■ PROBLEM DETAILS: Every entry here should be copied exactly.

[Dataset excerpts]
=== Begin Enclosure ===
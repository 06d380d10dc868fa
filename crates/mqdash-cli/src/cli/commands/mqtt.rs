//! MQTT broker config command handlers.

use anyhow::Result;
use mqdash_core::api::mqtt::MqttConfigCreate;

use crate::cli::App;

pub async fn add(
    app: &App,
    name: String,
    server: String,
    port: u16,
    username: String,
    password: String,
) -> Result<()> {
    let config = app
        .client
        .create_mqtt_config(&MqttConfigCreate {
            name,
            server,
            port,
            username,
            password,
        })
        .await?;

    println!("Added broker config {} (id {})", config.name, config.id);
    Ok(())
}

pub async fn activate(app: &App, id: u32) -> Result<()> {
    app.client.activate_mqtt_config(id).await?;
    println!("Broker config {id} is now active");
    Ok(())
}

pub async fn test(app: &App, id: u32) -> Result<()> {
    let result = app.client.test_mqtt_config(id).await?;
    if result.success {
        println!("Connection OK");
    } else {
        println!("Connection failed: {}", result.message);
    }
    Ok(())
}

pub async fn rm(app: &App, id: u32) -> Result<()> {
    app.client.delete_mqtt_config(id).await?;
    println!("Removed broker config {id}");
    Ok(())
}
=== End Enclosure ===
■ EXERCISE RESPONSE:
repository 06d380d10dc868fa
filename crates/mqdash-cli/src/cli/commands/mqtt.rs
//! MQTT broker config command handlers.

use anyhow::Result;
use mqdash_core::api::mqtt::MqttConfigCreate;

use crate::cli::App;

pub async fn add(
    app: &App,
    name: String,
    server: String,
    port: u16,
    username: String,
    password: String,
) -> Result<()> {
    let config = app
        .client
        .create_mqtt_config(&MqttConfigCreate {
            name,
            server,
            port,
            username,
            password,
        })
        .await?;

    println!("Added broker config {} (id {})", config.name, config.id);
    Ok(())
}

pub async fn activate(app: &App, id: u32) -> Result<()> {
    app.client.activate_mqtt_config(id).await?;
    println!("Broker config {id} is now active");
    Ok(())
}

pub async fn test(app: &App, id: u32) -> Result<()> {
    let result = app.client.test_mqtt_config(id).await?;
    if result.success {
        println!("Connection OK");
    } else {
        println!("Connection failed: {}", result.message);
    }
    Ok(())
}

pub async fn rm(app: &App, id: u32) -> Result<()> {
    app.client.delete_mqtt_config(id).await?;
    println!("Removed broker config {id}");
    Ok(())
}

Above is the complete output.